Mercinews

Hukum

Tega, Suami siram soda api ke wajah istri di Meuraxa Banda Aceh

Suami siram soda api ke wajah istri di Meuraxa Banda Aceh
Foto: Net

Banda Aceh, Mercinews.com –  Personel Unit  Jatanras Polresta Banda Aceh membekuk AR warga Jalan Teuku Umar, Lingkungan VI Nangka, Kecamatan Binjai Utara, Sumatera Utara Sabtu (24 /8/2019).

Ia ditangkap di Desa Lamreng, Kecamatan Darul Imarah, Kabupaten Aceh Besar sekitar pukul 01.45 WIB atas laporan sang isteri bernama J, salah satu warga Kecamatan Meuraxa Banda Aceh, Rabu (19/8/ 2019).

Kapolresta Banda Aceh, Kombes Pol Trisno Riyanto, SH melalui Kasat Reskrim AKP M. Taufiq, SIK menjelaskan, pelaku ditangkap karena terbukti menganiaya korban.

Kanit Jatanras, Ipda Krisna Nanda Aufal (tengah) dan anggotanya menghadirkan tersangka Azrul, penyiraman cairan soda api ke wajah istrinya, Juliaian yang ditangkap Sabtu (24/8/2019) di kawasan Aceh Besar.

Bahkan, dari hasil pemeriksaan terungkap bahwa pelaku kerap menganiaya korban sehingga hubungan keluarga saat ini dinilai sudah tidak harmonis lagi.
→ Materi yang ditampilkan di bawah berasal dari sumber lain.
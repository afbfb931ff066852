//! Tie-breakers decide between variables which a selection strategy values equally.
mod in_order_tie_breaker;

pub use in_order_tie_breaker::InOrderTieBreaker;

/// Whether the tie-breaker looks for the variable with the largest or the smallest value.
#[derive(Debug, Clone, Copy, PartialEq, Eq)]
pub enum Direction {
    Maximum,
    Minimum,
}

/// A trait for tie-breaking between variables whose values are compared by a selector.
pub trait TieBreaker<Var, Value> {
    /// Offers `variable` with its `value`; the best one offered so far is kept.
    fn consider(&mut self, variable: Var, value: Value);

    /// Returns the selected variable and resets the tie-breaker for the next selection.
    fn select(&mut self) -> Option<Var>;

    fn get_direction(&self) -> Direction;
}
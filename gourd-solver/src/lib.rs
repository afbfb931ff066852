//! # Gourd
//! Gourd is a finite-domain constraint programming solver. A problem is stated as a
//! [`model::Model`] of bounded integer variables and (global) constraints, optionally with a linear
//! objective, and solved by the [`api::CpSolver`] through propagation and depth-first search, on a
//! single thread or as a portfolio of workers sharing the best objective bound.
//!
//! ```rust
//! # use gourd_solver::api::CpSolver;
//! # use gourd_solver::api::SolverParameters;
//! # use gourd_solver::api::SolverStatus;
//! # use gourd_solver::model::Model;
//! let mut model = Model::default();
//! let x = model.new_int_var(0, 9, "x");
//! let y = model.new_int_var(0, 9, "y");
//! let _ = model.add_all_different([x, y]);
//! let _ = model.add_linear(gourd_solver::model::LinearExpr::from(x) + y, 17, 17);
//! model.maximize(x);
//!
//! let response = CpSolver::new().solve(&model, &SolverParameters::default());
//! assert_eq!(SolverStatus::Optimal, response.status());
//! assert_eq!(Some(9), response.value(x));
//! assert_eq!(Some(8), response.value(y));
//! ```
//!
//! The [`samples`] module contains a handful of classic models which are also exposed through the
//! `gourd-solver` binary.
pub mod samples;

pub use gourd_core::*;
Kasus tersebut pernah dilaporkan ke Polsek Kuta Alam Banda Aceh beberapa waktu lalu, sehingga korban dan Personel Polsek Kuta Alam mencari keberadaan pelaku.

Baca juga:  Pemko Banda Aceh akan terapkan satu hari tradisi Aceh dan Berbicara Bahasa Aceh

“Setelah korban melaporkan ke Polsek Kuta Alam, keluarga korban mencoba menghubungi pelaku untuk bertemu tengah malam, dan hasil kesepakatan antara keluarga korban dan pelaku dengan titik pertemuan disepakati di depan Masjid Raya Baiturrahman Banda Aceh,” kata Taufik, Senin (26/8/2019).

Ia menjelaskan, saat korban tiba di lokasi, ternyata pelaku sudah datang lebih dulu dan tiba-tiba menyiram korban dengan air keras.

“Pelaku yang sudah lebih awal datang, tiba-tiba menghampiri korban dengan sepeda motor Supra X warna hitam dan memegang botol minuman berwarna hijau yang diduga wadah berisikan soda api, lalu pelaku menyiram kewajah korban serta badan korban dan siraman tersebut juga mengenai tubuh anak korban, lalu langsung melarikan diri,” ujar Taufiq.

Baca juga:  Menkominfo Nilai Kota Banda Aceh Layak Terapkan Program Smart City

Korban dan anaknya merintih kesakitan langsung dilarikan ke rumah sakit untuk penanganan medis.

Pasca kejadian, korban melaporkan perihal itu ke Polresta Banda Aceh pada Rabu 21 Agustus 2019. Berdasarkan laporan, Unit Jatanras Polresta Banda Aceh dipimpin oleh Ipda Krisna Nanda Aufal, S.TrK bersama personel jatanras menelusuri posisi pelaku.

“Pelaku diketahui sedang berada di Desa Lamreng, Kecamatan Darul Imarah, Kabupaten Aceh Besar. Setelah dilakukan penyelidikan, pelaku berhasil diciduk saat sedang mengendarai sepeda motor di Jalan M. Thaher, Desa Lamreung, Aceh Besar,” jelasnya.

Selanjutnya untuk pelaku dan barang bukti digiring ke Polresta Banda Aceh guna dilakukan proses lebih lanjut.

“Pelaku dikenakan Pasal 351 ayat 2 yaitu jika perbuatan mengakibatkan luka-luka berat, yang bersalah diancam dengan pidana penjara paling lama lima tahun,” ujar Taufik.